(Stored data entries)
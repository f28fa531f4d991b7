//! Cadence Library - Persisted media collection
//!
//! A `redb`-backed store of media records. It is the persistence collaborator
//! the batch processor streams from: counting, keyset-paginated enumeration
//! and a single commit point for staged writes.

mod error;
mod library;
mod record;

pub use error::{LibraryError, LibraryResult};
pub use library::MediaLibrary;
pub use record::{MediaKind, MediaRecord, RecordFilter, RecordPatch};
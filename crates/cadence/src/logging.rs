//! Tracing setup for the `cadence` binary

use anyhow::{Context, Result};
use tracing_subscriber::{EnvFilter, fmt, layer::SubscriberExt, util::SubscriberInitExt};

use crate::config::LoggingConfig;

/// Install the global subscriber
///
/// `RUST_LOG` wins over the configured filter.
pub fn init(config: &LoggingConfig) -> Result<()> {
    let filter = match EnvFilter::try_from_default_env() {
        Ok(filter) => filter,
        Err(_) => EnvFilter::try_new(&config.filter)
            .with_context(|| format!("Invalid log filter '{}'", config.filter))?,
    };

    let registry = tracing_subscriber::registry().with(filter);
    if config.json {
        registry.with(fmt::layer().json()).try_init()?;
    } else {
        registry.with(fmt::layer().with_target(false)).try_init()?;
    }
    Ok(())
}
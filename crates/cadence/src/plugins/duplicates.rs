//! Duplicate detection
//!
//! Walks hashed records serially in key order. The first record seen with a
//! given hash is the original; every later record with the same hash gets
//! `duplicate_of` pointing at it. Records that are no longer duplicates have
//! the mark cleared.

use std::collections::HashMap;
use std::sync::Arc;

use cadence_library::{MediaLibrary, MediaRecord, RecordFilter, RecordPatch};
use cadence_runtime::{BatchMode, BatchOperation, Job, JobSpec, Plugin, PluginContext, SettingsSection};
use parking_lot::Mutex;
use uuid::Uuid;

use super::LibraryJob;

pub const PLUGIN_ID: &str = "library.duplicates";
pub const JOB_ID: &str = "library.find-duplicates";

pub struct DuplicatesPlugin;

impl DuplicatesPlugin {
    pub fn new() -> Self {
        Self
    }
}

impl Default for DuplicatesPlugin {
    fn default() -> Self {
        Self::new()
    }
}

impl Plugin for DuplicatesPlugin {
    fn id(&self) -> &str {
        PLUGIN_ID
    }

    fn name(&self) -> &str {
        "Duplicate finder"
    }

    fn jobs(&self, ctx: &PluginContext) -> Vec<Arc<dyn Job>> {
        let Some(library) = super::library(ctx, PLUGIN_ID) else {
            return Vec::new();
        };

        let spec = JobSpec::new(JOB_ID, "Find duplicates")
            .with_description("Link media files with identical contents to the first copy");
        // Originals are decided by enumeration order, so this one is serial
        let options = super::batch_options(ctx, PLUGIN_ID, BatchMode::Serial);

        vec![Arc::new(LibraryJob::new(
            spec,
            library,
            RecordFilter::hashed(),
            options,
            duplicate_operation,
        ))]
    }

    fn settings(&self) -> Option<SettingsSection> {
        Some(SettingsSection::new(self.name()).key("enabled").key("batch_size"))
    }
}

cadence_runtime::register_plugin!(id = PLUGIN_ID, order = 30, plugin = DuplicatesPlugin::new);

fn duplicate_operation(library: Arc<MediaLibrary>) -> BatchOperation<MediaRecord> {
    // hash -> id of the first record carrying it, fresh for every run
    let originals: Mutex<HashMap<String, Uuid>> = Mutex::new(HashMap::new());

    BatchOperation::from_fn(move |record: MediaRecord| {
        let Some(hash) = record.content_hash.clone() else {
            return Ok::<(), String>(());
        };

        let original = *originals.lock().entry(hash).or_insert(record.id);
        let duplicate_of = (original != record.id).then_some(original);

        if record.duplicate_of != duplicate_of {
            tracing::debug!(
                path = %record.path.display(),
                duplicate_of = ?duplicate_of,
                "Updating duplicate link"
            );
            library.stage_update(record.id, RecordPatch::duplicate_of(duplicate_of));
        }
        Ok(())
    })
}
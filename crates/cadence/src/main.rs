//! Cadence
//!
//! Command-line host for media library maintenance jobs.

use std::path::PathBuf;
use std::sync::Arc;

use anyhow::{Context, Result, bail};
use clap::{Parser, Subcommand};
use tokio_util::sync::CancellationToken;
use tracing::{info, warn};

use cadence::config::CadenceConfig;
use cadence::{App, logging, scan};
use cadence_runtime::JobOutcome;

/// Media library maintenance host
#[derive(Parser, Debug)]
#[command(name = "cadence", version)]
#[command(about = "Plugin-driven background jobs for a media library", long_about = None)]
struct Args {
    /// Path to the config file (defaults to ./cadence.toml when present)
    #[arg(short, long, global = true)]
    config: Option<PathBuf>,

    #[command(subcommand)]
    command: Command,
}

#[derive(Subcommand, Debug)]
enum Command {
    /// Import media files into the library
    Scan {
        /// Directories to scan (defaults to library.media_roots)
        dirs: Vec<PathBuf>,
    },

    /// List plugins in registration order
    Plugins,

    /// Show the status of every job
    Jobs,

    /// Run jobs and wait for them to finish
    Run {
        /// Job identifiers, run in the given order
        #[arg(required_unless_present = "all")]
        jobs: Vec<String>,

        /// Run every installed job, in plugin order
        #[arg(long, conflicts_with = "jobs")]
        all: bool,
    },

    /// Run the background scheduler until interrupted
    Daemon,

    /// Print the effective configuration
    Config,
}

fn main() -> Result<()> {
    let args = Args::parse();
    let config = CadenceConfig::load(args.config.as_deref())?;
    logging::init(&config.logging)?;

    tokio::runtime::Builder::new_multi_thread()
        .enable_all()
        .build()
        .context("Failed to build tokio runtime")?
        .block_on(async_main(args.command, config))
}

async fn async_main(command: Command, config: CadenceConfig) -> Result<()> {
    if let Command::Config = command {
        print!("{}", config.to_toml()?);
        return Ok(());
    }

    info!("Starting Cadence v{}", env!("CARGO_PKG_VERSION"));
    let app = App::new(config)?;

    match command {
        Command::Scan { dirs } => run_scan(&app, dirs).await,
        Command::Plugins => {
            print_plugins(&app);
            Ok(())
        }
        Command::Jobs => {
            print_jobs(&app);
            Ok(())
        }
        Command::Run { jobs, all } => {
            let jobs = if all { app.ordered_job_ids() } else { jobs };
            run_jobs(&app, &jobs).await
        }
        Command::Daemon => {
            let shutdown = CancellationToken::new();
            tokio::spawn(shutdown_signal(shutdown.clone()));
            app.run_daemon(shutdown).await?;
            info!("Daemon shutdown complete");
            Ok(())
        }
        Command::Config => Ok(()),
    }
}

async fn run_scan(app: &App, dirs: Vec<PathBuf>) -> Result<()> {
    let roots = if dirs.is_empty() {
        app.config().library.media_roots.clone()
    } else {
        dirs
    };
    if roots.is_empty() {
        bail!("No directories given and library.media_roots is empty");
    }

    let library = Arc::clone(app.library());
    let report = tokio::task::spawn_blocking(move || scan::scan(&library, &roots))
        .await
        .context("Scan task failed")??;

    println!(
        "Discovered {} media files: {} imported, {} already known, {} errors",
        report.discovered, report.imported, report.already_known, report.errors
    );
    Ok(())
}

fn print_plugins(app: &App) {
    let installed = app.installed();
    for (entry, plugin) in app.plugin_entries().iter().zip(app.plugins()) {
        let state = if installed.disabled.contains(&entry.identifier) {
            "disabled"
        } else {
            "enabled"
        };
        println!("{:>4}  {:<22} {:<9} {}", entry.order, entry.identifier, state, plugin.name());
    }
}

fn print_jobs(app: &App) {
    for status in app.manager().get_all_job_status() {
        let last = status
            .last_run
            .map(|run| format!("{} at {}", run.outcome, run.finished_at.to_rfc3339()))
            .unwrap_or_else(|| "never run".to_string());
        let state = if status.is_running { "running" } else { "idle" };
        println!("{:<26} {:<8} {}", status.id, state, last);
        if !status.description.is_empty() {
            println!("    {}", status.description);
        }
    }
}

async fn run_jobs(app: &App, jobs: &[String]) -> Result<()> {
    let mut unsuccessful = 0;
    for (job_id, outcome) in app.run_jobs(jobs).await {
        match outcome {
            Some(JobOutcome::Succeeded) => println!("{job_id}: succeeded"),
            Some(outcome) => {
                println!("{job_id}: {outcome}");
                unsuccessful += 1;
            }
            None => {
                println!("{job_id}: unknown job");
                unsuccessful += 1;
            }
        }
    }

    if unsuccessful > 0 {
        bail!("{unsuccessful} job(s) did not succeed");
    }
    Ok(())
}

async fn shutdown_signal(shutdown: CancellationToken) {
    let ctrl_c = async {
        if let Err(e) = tokio::signal::ctrl_c().await {
            warn!("Failed to install Ctrl+C handler: {}", e);
            std::future::pending::<()>().await;
        }
    };

    #[cfg(unix)]
    let terminate = async {
        match tokio::signal::unix::signal(tokio::signal::unix::SignalKind::terminate()) {
            Ok(mut signal) => {
                signal.recv().await;
            }
            Err(e) => {
                warn!("Failed to install signal handler: {}", e);
                std::future::pending::<()>().await;
            }
        }
    };

    #[cfg(not(unix))]
    let terminate = std::future::pending::<()>();

    tokio::select! {
        _ = ctrl_c => {
            info!("Received Ctrl+C, shutting down...");
        },
        _ = terminate => {
            info!("Received terminate signal, shutting down...");
        },
    }

    shutdown.cancel();
}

What you should do
The answer is the run of lines above from the line containing "use parking_lot::Mutex;" through the line containing "fn jobs(&self, ctx: &PluginContext)", copied exactly and alone.

Exercise answer
use parking_lot::Mutex;
use uuid::Uuid;

use super::LibraryJob;

pub const PLUGIN_ID: &str = "library.duplicates";
pub const JOB_ID: &str = "library.find-duplicates";

pub struct DuplicatesPlugin;

impl DuplicatesPlugin {
    pub fn new() -> Self {
        Self
    }
}

impl Default for DuplicatesPlugin {
    fn default() -> Self {
        Self::new()
    }
}

impl Plugin for DuplicatesPlugin {
    fn id(&self) -> &str {
        PLUGIN_ID
    }

    fn name(&self) -> &str {
        "Duplicate finder"
    }

    fn jobs(&self, ctx: &PluginContext) -> Vec<Arc<dyn Job>> {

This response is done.